Authors: Rita Mae Brown
Lutie worried about Johnston’s slow pullback of troops from Williamsburg, but for some unexplained reason, she wasn’t panicked. She could not imagine Yankees walking down Broad Street next week. And if she couldn’t imagine something, she was certain it wouldn’t come to pass. “I do hope I will have the pleasure of your stupendously handsome husband’s company again.”
“He adored you, of course. You’re his kind of woman.”
“Oh? And what is his kind of woman?” Lutie preened.
“Gay, forthright, ready for anything. I would say that describes you in a nutshell.”
“Which is perhaps where I belong.” Lutie laughed at herself.

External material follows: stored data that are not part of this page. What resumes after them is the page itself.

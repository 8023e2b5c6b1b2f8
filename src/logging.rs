use std::io::Write;

use log::{Level, LevelFilter, SetLoggerError};

#[derive(Clone, Copy, Debug, PartialEq, Eq, PartialOrd, Ord)]
pub enum Severity {
    Debug,
    Info,
    Warning,
    Error,
    Critical,
}

impl From<Level> for Severity {
    fn from(level: Level) -> Self {
        match level {
            Level::Trace | Level::Debug => Self::Debug,
            Level::Info => Self::Info,
            Level::Warn => Self::Warning,
            Level::Error => Self::Error,
        }
    }
}

#[derive(Clone, Debug, PartialEq, Eq)]
pub struct HeaderStyles {
    templates: [String; 5],
}

impl Default for HeaderStyles {
    fn default() -> Self {
        Self {
            templates: [
                "--- DEBUG: {} ---".to_string(),
                "--- INFO: {} ---".to_string(),
                "--! WARNING: {} ---".to_string(),
                "-!! ERROR: {} ---".to_string(),
                "!!! CRITICAL: {} ---".to_string(),
            ],
        }
    }
}

impl HeaderStyles {
    pub fn from_single(template: &str) -> Self {
        Self {
            templates: std::array::from_fn(|_| template.to_string()),
        }
    }

    pub fn set_list(&mut self, templates: Vec<String>) -> bool {
        match <[String; 5]>::try_from(templates) {
            Ok(templates) => {
                self.templates = templates;
                true
            }
            Err(rejected) => {
                log::warn!(
                    target: "logging",
                    "expected 5 header templates, got {}; keeping the current ones",
                    rejected.len()
                );
                false
            }
        }
    }

    pub fn set_single(&mut self, template: &str) {
        *self = Self::from_single(template);
    }

    pub fn template(&self, severity: Severity) -> &str {
        &self.templates[severity as usize]
    }

    pub fn render(&self, severity: Severity, message: &str) -> String {
        let template = self.template(severity);
        if template.contains("{}") {
            template.replacen("{}", message, 1)
        } else {
            format!("{template} {message}")
        }
    }
}

pub fn init(level: LevelFilter, styles: HeaderStyles) -> Result<(), SetLoggerError> {
    env_logger::Builder::new()
        .filter_level(level)
        .parse_default_env()
        .format(move |buf, record| {
            let message = record.args().to_string();
            writeln!(buf, "{}", styles.render(record.level().into(), &message))
        })
        .try_init()
}
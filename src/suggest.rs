pub const MAX_SUGGESTIONS: usize = 3;

/// Gestalt pattern-matching similarity in `0.0..=1.0`.
pub fn similarity(a: &str, b: &str) -> f64 {
    let a: Vec<char> = a.chars().collect();
    let b: Vec<char> = b.chars().collect();
    let total = a.len() + b.len();
    if total == 0 {
        return 1.0;
    }
    2.0 * matching_characters(&a, &b) as f64 / total as f64
}

pub fn suggest<'a, I>(candidates: I, word: &str, max: usize) -> Vec<&'a str>
where
    I: IntoIterator<Item = &'a str>,
{
    let mut scored: Vec<(f64, &'a str)> = candidates
        .into_iter()
        .map(|candidate| (similarity(candidate, word), candidate))
        .collect();
    scored.sort_by(|left, right| right.0.total_cmp(&left.0));
    scored.into_iter().take(max).map(|(_, name)| name).collect()
}

fn matching_characters(a: &[char], b: &[char]) -> usize {
    let mut total = 0;
    let mut queue = vec![(0, a.len(), 0, b.len())];
    while let Some((alo, ahi, blo, bhi)) = queue.pop() {
        let (i, j, size) = longest_match(a, b, alo, ahi, blo, bhi);
        if size == 0 {
            continue;
        }
        total += size;
        if alo < i && blo < j {
            queue.push((alo, i, blo, j));
        }
        if i + size < ahi && j + size < bhi {
            queue.push((i + size, ahi, j + size, bhi));
        }
    }
    total
}

// Earliest longest block in `a`, then earliest in `b`.
fn longest_match(
    a: &[char],
    b: &[char],
    alo: usize,
    ahi: usize,
    blo: usize,
    bhi: usize,
) -> (usize, usize, usize) {
    let (mut best_i, mut best_j, mut best_size) = (alo, blo, 0);
    // run[j + 1] = length of the common run ending at a[i - 1], b[j]
    let mut run = vec![0usize; b.len() + 1];
    for i in alo..ahi {
        let mut next = vec![0usize; b.len() + 1];
        for j in blo..bhi {
            if a[i] != b[j] {
                continue;
            }
            let k = run[j] + 1;
            next[j + 1] = k;
            if k > best_size {
                best_i = i + 1 - k;
                best_j = j + 1 - k;
                best_size = k;
            }
        }
        run = next;
    }
    (best_i, best_j, best_size)
}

Kate laughed with her, then her tone changed slightly. “I’m sure you fathom that my husband and I are not quite suited for one another. Perhaps I expect too much of him. I think to myself, ‘
I
want more.’ ”
“I, on the other hand, have had quite enough.” Lutie also looked backward as they walked and saw Evangelista and Sin-Sin in animated discussion. “Your Evangelista’s vanity would have been more fairly distributed among five or six women.”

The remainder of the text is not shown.